Last spring I had a sneak preview of what would become Destin Diner. I spent an hour inside the big shiny silver building at the corner of 98 and Airport Road, watching Olivier Petit and a crew of artisans assemble a patchwork of wood, tile, metal and artwork into an establishment fit to set before the public.
I missed the official opening, and lost track of Destin Diner since then, figuring I’d get there when I got there. Recently I saw a sign that it was open Wednesdays through Sundays, 8 a.m.-3 p.m. I got curious all over again about how Petit and company had fit all the pieces together. My family and I ate at Destin Diner on a recent weekend.
Once inside, the first thing one sees is the bar. Parallel to the bar is a dining area of booths and tables. To the right, and hooking to the left again is another dining area, with booths. The color scheme is silver, red and black, sleek, cushy and plush, but with a brighter and slightly more airy feel than, say, Louis Louis or the Red Bar. The walls are still jam-packed with seemingly random photos, prints, movie and music memorabilia, and posters in multiple languages.
On my visit last year I recall wondering where they were going to place a signed Madonna album and photo. She’s in the unisex restroom, making eyes at Abraham Lincoln. Figures.
The menu offers breakfast and lunch, and I was told that breakfast could be ordered the whole time, though it is possible that some breakfast items might run out by noon.

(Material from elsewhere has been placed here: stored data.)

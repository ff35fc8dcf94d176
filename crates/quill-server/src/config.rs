use std::net::SocketAddr;
use std::path::PathBuf;

use anyhow::Context;
use tracing::warn;

/// Secrets that are fine on a laptop and nowhere else.
const PLACEHOLDER_SECRETS: &[&str] = &["default_secret", "change-me"];

pub struct ServerConfig {
    pub db_path: PathBuf,
    pub jwt_secret: String,
    pub token_ttl: chrono::Duration,
    pub addr: SocketAddr,
}

impl ServerConfig {
    pub fn from_env() -> anyhow::Result<Self> {
        let jwt_secret = env_or("QUILL_SECRET_KEY", "default_secret");
        if PLACEHOLDER_SECRETS.contains(&jwt_secret.as_str()) {
            warn!("QUILL_SECRET_KEY is unset or a placeholder; tokens are forgeable");
        }

        let db_path = PathBuf::from(env_or("QUILL_DB_PATH", "quill.db"));

        let token_ttl = parse_ttl(&env_or("QUILL_TOKEN_TTL_MINUTES", "15"))?;

        let host = env_or("QUILL_HOST", "0.0.0.0");
        let port: u16 = env_or("QUILL_PORT", "5000")
            .parse()
            .context("QUILL_PORT must be a port number")?;
        let addr: SocketAddr = format!("{}:{}", host, port).parse()?;

        Ok(Self {
            db_path,
            jwt_secret,
            token_ttl,
            addr,
        })
    }
}

/// Token lifetime in whole minutes; must be positive and representable.
fn parse_ttl(raw: &str) -> anyhow::Result<chrono::Duration> {
    let minutes: i64 = raw
        .trim()
        .parse()
        .context("QUILL_TOKEN_TTL_MINUTES must be an integer")?;
    if minutes <= 0 {
        anyhow::bail!("QUILL_TOKEN_TTL_MINUTES must be positive, got {}", minutes);
    }
    chrono::Duration::try_minutes(minutes)
        .with_context(|| format!("QUILL_TOKEN_TTL_MINUTES is out of range: {}", minutes))
}

fn env_or(key: &str, default: &str) -> String {
    std::env::var(key).unwrap_or_else(|_| default.into())
}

My wife and I wanted lunch, but our daughter Grace (the Tiny Diner) was inclined to breakfast. Like the regular menu, the kids’ menu has breakfast and lunch—pancakes with add-ons, eggs, waffles, chicken fingers, grilled cheese, BLT and peanut butter and jelly. TD ordered scrambled eggs with a side of cheese grits.
My wife ordered a pane chicken sandwich, and I chose a grilled mahi sandwich. Both came with fries, but cole slaw, potato salad or chips are also available as sides.
We got there early enough to avoid either a morning or noon rush. I observed a few patrons lingering at their booths or tables, reading, listening to the eclectic house music mix, or just conversing. The decor creates an upscale diner vibe, but there’s also an unhurried cafe atmosphere that is helped along by the comfort of the seats. I noticed the booths appeared to be slightly larger-sized, and the tabletops are roomy—TD likes to spread out her stuff a little, wherever she sits.
The food arrived. The pane chicken is a lightly battered and crusted chicken breast, crisp fried and served on a toasted bun with assorted garnishes. It’s a pretty simple dish, but Destin Diner does it just right—hot, tender and greaseless.
Grilled mahi is the unofficial official sandwich of Destin, and the less fussed-with it is, the better. Grilling brings out the dense, almost steak-like qualities of the fish, and all you need is lettuce, tomato, and a few drops of pepper sauce to complete the experience. Fries help. Always.
I didn’t taste TD’s eggs, but they looked done right. The cheese grits struck the perfect balance between thick and thin. They even tasted good eaten later, no small trick for grits.
Other breakfast options are egg and meat combinations featuring ham, bacon, sausage, pork chops, and both sirloin and chicken fried steak, egg and bean burritos, Mexican, chorizo, seafood, Western and veggie omelets, pancakes, Belgian waffles, biscuits and French toast.
For lunch there’s meat loaf, pork chops, chicken fried steak, hamburger options, shrimp po’boy, tuna or patty melt, BLT, grilled cheese, quesadilla, and roast beef, turkey or ham and cheese sandwiches. Bloody Marys and Mimosas are served with both breakfast and lunch. There’s a full bar, so maybe you could ask for something stronger.
The menu offers two desserts – key lime pie and home made bread pudding. They were out of the pie that day, and we weren’t in the mood for bread pudding, so we skipped. I’ve had both desserts at some of the other Petit family restaurants, and I can vouch for both.
Destin Diner looks to be set up for dinner. If you visit the website you’ll see an advisory to “check back for seasonal changes.” Summer is coming, which could bring subject matter for another visit. Hope so.